The Chimerae (I/I)

Continuing the story of Train Morgan.

There is always a murder.

There is always someone who cannot wait for Train Morgan to reach the crest of the hill. There is always someone who says, “I will make this answer,” and takes out their knife, and cuts.

This splashes blood through the rickshaw that Train pulls.

It stains it darker.

But Train, he does not mind.

It does not matter if a man gets killed on his rickshaw. It is, in most respects, a kindness.

That person will not sit there, stilled by hope, as Train approaches the top.

That person will not know the crisis of impossible disappointment when that journey fails.

They will simply wake up, in their beds, as those who die here always do, looking at the dawn and saying, “How beautiful.”

Ii Ma, the Warden, keeps the place without recourse.

Train is tall and strong.

He has grown great here, in the place without recourse, as he nurses his impossible question.

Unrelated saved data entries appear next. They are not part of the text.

//! Log watcher
//!
//! A `tracing_subscriber` layer that turns emitted events into log-line
//! entries. Events are forwarded through an unbounded channel to a
//! background append task, so `on_event` never blocks the emitting code.

use super::Recorder;
use crate::config::LogWatcherConfig;
use crate::entry::{EntryKind, NewEntry};
use serde_json::json;
use tokio::sync::mpsc;
use tracing::{Event, Level, Subscriber};
use tracing_subscriber::{layer::Context, registry::LookupSpan, Layer};

#[derive(Clone)]
pub struct LogWatcherLayer {
    sender: mpsc::UnboundedSender<NewEntry>,
    min_level: Level,
}

impl LogWatcherLayer {
    /// Build the layer and spawn its forwarding task. Must be called from
    /// within a tokio runtime.
    pub fn spawn(recorder: Recorder, config: &LogWatcherConfig) -> Self {
        let min_level = config.level.parse().unwrap_or(Level::INFO);
        let (sender, mut receiver) = mpsc::unbounded_channel::<NewEntry>();

        tokio::spawn(async move {
            while let Some(entry) = receiver.recv().await {
                recorder.record(entry).await;
            }
        });

        Self { sender, min_level }
    }
}

impl<S> Layer<S> for LogWatcherLayer
where
    S: Subscriber + for<'a> LookupSpan<'a>,
{
    fn on_event(&self, event: &Event<'_>, _ctx: Context<'_, S>) {
        let metadata = event.metadata();
        if *metadata.level() > self.min_level {
            return;
        }
        // Never capture this crate's own diagnostics: a failed append logs
        // a warning, which must not feed back into the log.
        if metadata.target().starts_with(env!("CARGO_PKG_NAME")) {
            return;
        }

        struct FieldVisitor {
            message: Option<String>,
            fields: serde_json::Map<String, serde_json::Value>,
        }

        impl tracing::field::Visit for FieldVisitor {
            fn record_debug(&mut self, field: &tracing::field::Field, value: &dyn std::fmt::Debug) {
                let rendered = format!("{:?}", value);
                if field.name() == "message" {
                    self.message = Some(rendered.trim_matches('"').to_string());
                } else {
                    self.fields.insert(
                        field.name().to_string(),
                        serde_json::Value::String(rendered),
                    );
                }
            }

            fn record_str(&mut self, field: &tracing::field::Field, value: &str) {
                if field.name() == "message" {
                    self.message = Some(value.to_string());
                } else {
                    self.fields.insert(
                        field.name().to_string(),
                        serde_json::Value::String(value.to_string()),
                    );
                }
            }
        }

        let mut visitor = FieldVisitor {
            message: None,
            fields: serde_json::Map::new(),
        };
        event.record(&mut visitor);

        let entry = NewEntry::new(
            EntryKind::LogLine,
            json!({
                "level": metadata.level().to_string(),
                "target": metadata.target(),
                "message": visitor.message.unwrap_or_default(),
                "fields": visitor.fields,
            }),
        )
        .with_name(metadata.target());

        let _ = self.sender.send(entry);
    }
}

He is muscled like a Hercules, like a John Henry, like an Atlas.

His skin is tan and there is sweat on his forehead as he pulls the rickshaw up the hill.

From inside he can hear this:

“I found them nesting under the servers.”

That’s a young Asian man from Silicon Valley. Train does not know his name. He is telling his story, as so many do, in an attempt to understand.

“I cut my way down there because the machines had ceased to function, and for no clear cause, and we were losing tens of thousands of dollars a day. Yet there was nothing wrong.”

There’s a woman there, nodding. Her name is Amelie and Train believes that she is French but he has no real evidence outside of her name. She is nodding to the man and considering the possibility of murdering the man, there within Train’s rickshaw.

This is because there is something about the man’s location that disturbs her.

“I tried a lot of things to fix them,” says the man. “Stupid things. I power cycled. I hit the machines. I spent a while there in the server room just flipping random switches, and I’m not even sure whether the switches were actually there. And when I came outside for air I had this cold sharp realization that I had been mad—that there in that small hot roaring room I had gone mad, and there was blood coming from my nose and ears, and that all the time that I’d been there there had been this chittering, chittering, chittering beneath the floor.”

It is hard—mad wack Sisyphusean hard—for one man to drag a rickshaw with four people in it up the hill that borders the valley without recourse. A rock slips from under Train’s foot and he stumbles and it is almost over right then; but he heaves himself back into balance with great strength and begins again to climb.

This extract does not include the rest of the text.